FDIC Law, Regulations, Related Acts
4000 - Advisory Opinions
Treatment of Securities Purchased by Trade Association Pursuant to Master Repurchase Agreement Between Association and Bank Upon Subsequent Failure of Bank
FDIC-91-71 August 12, 1991 Carroll R. Shifflett, Associate General Counsel
This responds to your May 3, 1991, letter concerning the treatment of securities purchased by your client, a trade association ("Association") pursuant to a repurchase agreement entered into between the Association and a bank ("Bank") should the Bank become insolvent.
As you are aware, the FDIC does not issue binding advisory opinions concerning hypothetical situations that may arise in future receiverships of insured institutions. The FDIC's actions as receiver are determined on a case by case basis, in accordance with applicable laws and in light of specific factual situations. I am willing, however, to provide my views as to what a court would hold in response to your inquiry, although I have not attempted to ascertain the rights or obligations of any other parties or to analyze these transactions under any provisions of law other than those specified.
According to your letter, the Bank has proposed that the Association, a depositor of the Bank with deposits exceeding $100,000, enter into a master repurchase agreement ("Agreement") with the Bank in order to protect that portion of the Association's deposits which exceeds $100,000. Under the Agreement, the Association would purchase securities from the Bank. After a period of time specified in the Agreement, which could range from several hours to several months, the Bank would repurchase the securities. The Bank would physically hold the securities the entire time, but would reflect the transfer of the securities on the books and account records of the Bank. In addition, you have indicated that the Agreement may be treated as a qualified financial contract ("QFC") under 12 U.S.C. Section 1821(e)(8).
If the Association and the Bank entered into an Agreement and subsequently the Bank failed, (1) would those securities that the Association had purchased but that the Bank had not repurchased prior to Bank failure be owned solely by the Association and (2) would these securities be deemed to be "deposits" as defined in Section 3(l) of the Federal Deposit Insurance Act (the "Act")?

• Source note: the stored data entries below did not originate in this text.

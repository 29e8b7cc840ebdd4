//! Model runtime seam
//!
//! Everything that touches weights, tensors or vocabularies sits behind three
//! traits so the registry and the HTTP layer never see a concrete runtime:
//!
//! - [`ModelLoader`]: resolves a model identifier to artifacts and builds the
//!   model/tokenizer pair on a device
//! - [`TextTokenizer`]: text to token ids and back
//! - [`CausalModel`]: bounded autoregressive generation over token ids
//!
//! Two implementations ship with the crate: [`candle`] (Hugging Face hub +
//! candle kernels) and [`mock`] (deterministic, used by tests and demo mode).

use std::sync::Arc;

use async_trait::async_trait;

use crate::{device::ComputeDevice, error::Result, quantization::QuantizationMode};

#[cfg(feature = "candle")]
pub mod candle;
pub mod mock;

/// Parameters for one generation call
#[derive(Debug, Clone, PartialEq)]
pub struct GenerationParams {
    /// Upper bound on newly generated tokens
    pub max_new_tokens: usize,
    /// Sampling temperature
    pub temperature: f32,
    /// Sample from the distribution (`false` = greedy argmax)
    pub do_sample: bool,
    /// Padding token id
    pub pad_token_id: Option<u32>,
    /// Generation stops after emitting this token
    pub eos_token_id: Option<u32>,
    /// Sampler seed
    pub seed: u64,
}

impl GenerationParams {
    /// Build parameters for a tokenizer; sampling is enabled iff `temperature > 0`
    #[must_use]
    pub fn new(max_new_tokens: usize, temperature: f32, tokenizer: &dyn TextTokenizer) -> Self {
        Self {
            max_new_tokens,
            temperature,
            do_sample: temperature > 0.0,
            pad_token_id: tokenizer.pad_token_id(),
            eos_token_id: tokenizer.eos_token_id(),
            seed: rand::random(),
        }
    }

    /// Override the sampler seed
    #[must_use]
    pub fn with_seed(mut self, seed: u64) -> Self {
        self.seed = seed;
        self
    }
}

/// Tokenizer handle
pub trait TextTokenizer: Send + Sync {
    /// Encode text, including any special tokens the tokenizer adds
    ///
    /// # Errors
    ///
    /// Returns error if the tokenizer rejects the input
    fn encode(&self, text: &str) -> Result<Vec<u32>>;

    /// Decode token ids
    ///
    /// # Errors
    ///
    /// Returns error if an id is outside the vocabulary
    fn decode(&self, ids: &[u32], skip_special_tokens: bool) -> Result<String>;

    /// End-of-sequence token id
    fn eos_token_id(&self) -> Option<u32>;

    /// Padding token id, falling back to end-of-sequence
    fn pad_token_id(&self) -> Option<u32> {
        self.eos_token_id()
    }
}

/// Model handle
pub trait CausalModel: Send + Sync {
    /// Run generation and return the prompt ids followed by the generated ids
    ///
    /// Blocking; callers on an async runtime should move this off the reactor.
    ///
    /// # Errors
    ///
    /// Returns error if a forward pass or sampling step fails
    fn generate(&self, input_ids: &[u32], params: &GenerationParams) -> Result<Vec<u32>>;

    /// Architecture name for diagnostics
    fn architecture(&self) -> &str;
}

/// Model/tokenizer pair produced by a [`ModelLoader`]
#[derive(Clone)]
pub struct LoadedArtifacts {
    /// Model handle
    pub model: Arc<dyn CausalModel>,
    /// Tokenizer handle
    pub tokenizer: Arc<dyn TextTokenizer>,
    /// Quantization that was actually applied
    pub quantization: QuantizationMode,
}

/// Artifact source and model constructor
#[async_trait]
pub trait ModelLoader: Send + Sync {
    /// Short loader name for logs and `/health`
    fn name(&self) -> &str;

    /// Fetch artifacts for `model_id` and place the model on `device`
    ///
    /// # Errors
    ///
    /// Returns error if artifacts cannot be fetched or the configuration is
    /// incompatible with the device
    async fn load(
        &self,
        model_id: &str,
        quantization: QuantizationMode,
        device: &ComputeDevice,
    ) -> Result<LoadedArtifacts>;
}
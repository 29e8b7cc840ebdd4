//! OpenAI-compatible chat completion types

use serde::{Deserialize, Serialize};

/// `max_tokens` when the request omits it
pub const DEFAULT_MAX_TOKENS: usize = 512;
/// `temperature` when the request omits it
pub const DEFAULT_TEMPERATURE: f32 = 0.7;

/// Chat completion request
///
/// `max_tokens` and `temperature` may be absent or `null`; use
/// [`max_tokens`](Self::max_tokens) and [`temperature`](Self::temperature) for
/// the effective values.
#[derive(Debug, Clone, Serialize, Deserialize)]
pub struct ChatCompletionRequest {
    /// Model ID to use
    pub model: String,
    /// Chat messages, oldest first
    pub messages: Vec<ChatMessage>,
    /// Sampling temperature
    #[serde(default)]
    pub temperature: Option<f32>,
    /// Maximum tokens to generate
    #[serde(default)]
    pub max_tokens: Option<usize>,
    /// Accepted for compatibility; responses are never streamed
    #[serde(default)]
    pub stream: bool,
}

impl ChatCompletionRequest {
    /// Effective generation bound
    #[must_use]
    pub fn max_tokens(&self) -> usize {
        self.max_tokens.unwrap_or(DEFAULT_MAX_TOKENS)
    }

    /// Effective sampling temperature
    #[must_use]
    pub fn temperature(&self) -> f32 {
        self.temperature.unwrap_or(DEFAULT_TEMPERATURE)
    }
}

/// Chat message
#[derive(Debug, Clone, PartialEq, Serialize, Deserialize)]
pub struct ChatMessage {
    /// Role: "system", "user", "assistant"; anything else is ignored
    pub role: String,
    /// Message content
    pub content: String,
    /// Optional participant name (ignored)
    #[serde(default, skip_serializing_if = "Option::is_none")]
    pub name: Option<String>,
}

impl ChatMessage {
    /// Assistant reply
    #[must_use]
    pub fn assistant(content: impl Into<String>) -> Self {
        Self {
            role: "assistant".to_string(),
            content: content.into(),
            name: None,
        }
    }
}

/// Chat completion response
#[derive(Debug, Clone, Serialize, Deserialize)]
pub struct ChatCompletionResponse {
    /// `chatcmpl-` followed by 8 hex characters
    pub id: String,
    /// Always `chat.completion`
    pub object: String,
    /// Creation time, unix seconds
    pub created: u64,
    /// Model used
    pub model: String,
    /// Exactly one choice
    pub choices: Vec<ChatChoice>,
    /// Approximate token usage
    pub usage: Usage,
}

/// Chat completion choice
#[derive(Debug, Clone, Serialize, Deserialize)]
pub struct ChatChoice {
    /// Choice index
    pub index: usize,
    /// Generated message
    pub message: ChatMessage,
    /// Always `stop`
    pub finish_reason: String,
}

/// Token usage, counted as whitespace-separated words
#[derive(Debug, Clone, Copy, PartialEq, Eq, Serialize, Deserialize)]
pub struct Usage {
    /// Words in the flattened prompt
    pub prompt_tokens: usize,
    /// Words in the generated text
    pub completion_tokens: usize,
    /// Sum of both
    pub total_tokens: usize,
}

impl Usage {
    /// Usage block with `total_tokens` filled in
    #[must_use]
    pub fn new(prompt_tokens: usize, completion_tokens: usize) -> Self {
        Self {
            prompt_tokens,
            completion_tokens,
            total_tokens: prompt_tokens + completion_tokens,
        }
    }
}

/// `GET /v1/models` response
#[derive(Debug, Clone, Serialize, Deserialize)]
pub struct OpenAIModelsResponse {
    /// Always `list`
    pub object: String,
    /// Loaded models, in load order
    pub data: Vec<OpenAIModel>,
    /// Most recently loaded model
    pub current_model: Option<String>,
}

/// Model entry in `GET /v1/models`
#[derive(Debug, Clone, Serialize, Deserialize)]
pub struct OpenAIModel {
    /// Model identifier
    pub id: String,
    /// Always `model`
    pub object: String,
    /// Load time, unix seconds
    pub created: u64,
    /// Owner label
    pub owned_by: String,
}
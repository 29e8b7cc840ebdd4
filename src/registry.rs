//! Loaded-model registry
//!
//! Maps model identifiers to loaded model/tokenizer pairs. Reads are lock-free
//! through an `ArcSwap` snapshot; writers clone the snapshot under a mutex and
//! publish the new one atomically.
//!
//! Besides the entries the snapshot carries the insertion order and the
//! "current model": the identifier most recently inserted, cleared when that
//! model is removed.
//!
//! ## Example
//!
//! ```rust,ignore
//! use conversar::registry::ModelRegistry;
//!
//! let registry = ModelRegistry::new();
//! registry.insert("org/model", artifacts, QuantizationMode::FourBit, "cuda:0")?;
//! let entry = registry.get("org/model")?;
//! ```

use std::{
    collections::HashMap,
    sync::{Arc, Mutex},
    time::{SystemTime, UNIX_EPOCH},
};

use arc_swap::ArcSwap;
use serde::{Deserialize, Serialize};

use crate::{
    backend::{CausalModel, LoadedArtifacts, TextTokenizer},
    error::{ConversarError, Result},
    quantization::QuantizationMode,
};

/// Metadata about a loaded model
#[derive(Debug, Clone, PartialEq, Eq, Serialize, Deserialize)]
pub struct ModelInfo {
    /// Model identifier
    pub id: String,
    /// Quantization requested by the caller
    pub quantization: QuantizationMode,
    /// Quantization actually applied (`none` on CPU)
    pub effective_quantization: QuantizationMode,
    /// Device the weights live on
    pub device: String,
    /// Load time, unix seconds
    pub loaded_at: u64,
    /// Architecture reported by the runtime
    pub architecture: String,
}

/// Registry entry
pub struct LoadedModel {
    /// Model handle
    pub model: Arc<dyn CausalModel>,
    /// Tokenizer handle
    pub tokenizer: Arc<dyn TextTokenizer>,
    /// Metadata
    pub info: ModelInfo,
}

impl std::fmt::Debug for LoadedModel {
    fn fmt(&self, f: &mut std::fmt::Formatter<'_>) -> std::fmt::Result {
        f.debug_struct("LoadedModel")
            .field("info", &self.info)
            .finish_non_exhaustive()
    }
}

/// Immutable registry snapshot
#[derive(Clone, Default)]
struct Snapshot {
    entries: HashMap<String, Arc<LoadedModel>>,
    order: Vec<String>,
    current: Option<String>,
}

/// Registry of loaded models
///
/// Uses `ArcSwap` for lock-free reads; modifications are serialized.
pub struct ModelRegistry {
    snapshot: ArcSwap<Snapshot>,
    write_lock: Mutex<()>,
}

impl Default for ModelRegistry {
    fn default() -> Self {
        Self::new()
    }
}

impl ModelRegistry {
    /// Create an empty registry
    #[must_use]
    pub fn new() -> Self {
        Self {
            snapshot: ArcSwap::from_pointee(Snapshot::default()),
            write_lock: Mutex::new(()),
        }
    }

    fn update<T>(&self, f: impl FnOnce(&mut Snapshot) -> Result<T>) -> Result<T> {
        let _guard = self.write_lock.lock().map_err(|_| {
            ConversarError::RegistryError("Failed to acquire write lock".to_string())
        })?;

        let mut next: Snapshot = (**self.snapshot.load()).clone();
        let out = f(&mut next)?;
        self.snapshot.store(Arc::new(next));
        Ok(out)
    }

    /// Insert freshly loaded artifacts and make them the current model
    ///
    /// # Arguments
    ///
    /// * `id` - Model identifier
    /// * `artifacts` - Model/tokenizer pair from the loader
    /// * `requested` - Quantization the caller asked for
    /// * `device` - Device label
    ///
    /// # Errors
    ///
    /// Returns error if the identifier is already registered
    pub fn insert(
        &self,
        id: &str,
        artifacts: LoadedArtifacts,
        requested: QuantizationMode,
        device: &str,
    ) -> Result<Arc<LoadedModel>> {
        let entry = Arc::new(LoadedModel {
            info: ModelInfo {
                id: id.to_string(),
                quantization: requested,
                effective_quantization: artifacts.quantization,
                device: device.to_string(),
                loaded_at: unix_timestamp(),
                architecture: artifacts.model.architecture().to_string(),
            },
            model: artifacts.model,
            tokenizer: artifacts.tokenizer,
        });

        self.update(|snapshot| {
            if snapshot.entries.contains_key(id) {
                return Err(ConversarError::ModelAlreadyExists(id.to_string()));
            }
            snapshot.entries.insert(id.to_string(), Arc::clone(&entry));
            snapshot.order.push(id.to_string());
            snapshot.current = Some(id.to_string());
            Ok(())
        })?;
        Ok(entry)
    }

    /// Get a model by identifier (lock-free)
    ///
    /// # Errors
    ///
    /// Returns error if the model is not loaded
    pub fn get(&self, id: &str) -> Result<Arc<LoadedModel>> {
        self.snapshot
            .load()
            .entries
            .get(id)
            .cloned()
            .ok_or_else(|| ConversarError::ModelNotFound(id.to_string()))
    }

    /// Get model metadata by identifier
    ///
    /// # Errors
    ///
    /// Returns error if the model is not loaded
    pub fn get_info(&self, id: &str) -> Result<ModelInfo> {
        self.get(id).map(|entry| entry.info.clone())
    }

    /// Metadata for every loaded model, in insertion order
    #[must_use]
    pub fn list(&self) -> Vec<ModelInfo> {
        let snapshot = self.snapshot.load();
        snapshot
            .order
            .iter()
            .filter_map(|id| snapshot.entries.get(id))
            .map(|entry| entry.info.clone())
            .collect()
    }

    /// Loaded identifiers, in insertion order
    #[must_use]
    pub fn ids(&self) -> Vec<String> {
        self.snapshot.load().order.clone()
    }

    /// Most recently loaded model that is still present
    #[must_use]
    pub fn current(&self) -> Option<String> {
        self.snapshot.load().current.clone()
    }

    /// Remove a model; `Ok(None)` when it was not loaded
    ///
    /// # Errors
    ///
    /// Returns error if the write lock is poisoned
    pub fn remove(&self, id: &str) -> Result<Option<Arc<LoadedModel>>> {
        self.update(|snapshot| {
            let removed = snapshot.entries.remove(id);
            if removed.is_some() {
                snapshot.order.retain(|existing| existing != id);
                if snapshot.current.as_deref() == Some(id) {
                    snapshot.current = None;
                }
            }
            Ok(removed)
        })
    }

    /// Remove every model, returning the removed entries in insertion order
    ///
    /// # Errors
    ///
    /// Returns error if the write lock is poisoned
    pub fn clear(&self) -> Result<Vec<Arc<LoadedModel>>> {
        self.update(|snapshot| {
            let mut taken = std::mem::take(snapshot);
            Ok(taken
                .order
                .iter()
                .filter_map(|id| taken.entries.remove(id))
                .collect())
        })
    }

    /// Check if a model is loaded (lock-free)
    #[must_use]
    pub fn contains(&self, id: &str) -> bool {
        self.snapshot.load().entries.contains_key(id)
    }

    /// Number of loaded models (lock-free)
    #[must_use]
    pub fn len(&self) -> usize {
        self.snapshot.load().entries.len()
    }

    /// Check if the registry is empty (lock-free)
    #[must_use]
    pub fn is_empty(&self) -> bool {
        self.len() == 0
    }
}

pub(crate) fn unix_timestamp() -> u64 {
    SystemTime::now()
        .duration_since(UNIX_EPOCH)
        .map(|d| d.as_secs())
        .unwrap_or(0)
}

If, as you have indicated, the Agreement is a QFC, it is my view that a court would hold that the FDIC as receiver has the right to either repudiate the Agreement, to transfer the Agreement to a third party or to hold the Agreement. If the receiver repudiates the Agreement, the Association would receive notice of the disaffirmance from the receiver. Because funds held by the Bank pursuant to the Agreement are not an insured deposit, the Association would have to file a claim with the receiver as provided in 12 U.S.C. section 1821(d)(3). In order to file such a claim, the Association would have to meet the requirements set out in the FDIC's Policy on Qualified Financial Contracts, dated December 12, 1989. A copy of that policy is attached to, and incorporated into, this opinion. Alternatively, if the receiver does not repudiate and instead transfers the QFC to a third party, the third party could enforce the terms of the Agreement and repurchase the securities. In the third scenario, if the receiver holds the Agreement, the counterparty is entitled to exercise its rights to terminate or liquidate the QFC, provided that the QFC contains such rights.
In addition to the receiver's treatment of the QFC, you also expressed a concern of whether the securities that the Association holds as of bank closing pursuant to the Agreement would be considered a "deposit" under the Act. The FDIC in its corporate capacity will make deposit insurance determinations based on transactions that have taken place up to the moment that the chartering authority closes the institution. As a result, any subsequent actions that the receiver makes with respect to the QFC will not affect the deposit insurance determination and, therefore, any funds transferred to the Association post closing that would result from a repurchase under the Agreement would not be a "deposit" but, rather would be considered property of the Association that is held by the receiver on the customer's behalf.
The foregoing opinion should not be considered as an endorsement or review of the appropriateness of the proposed transaction. I hope that we have addressed your questions adequately.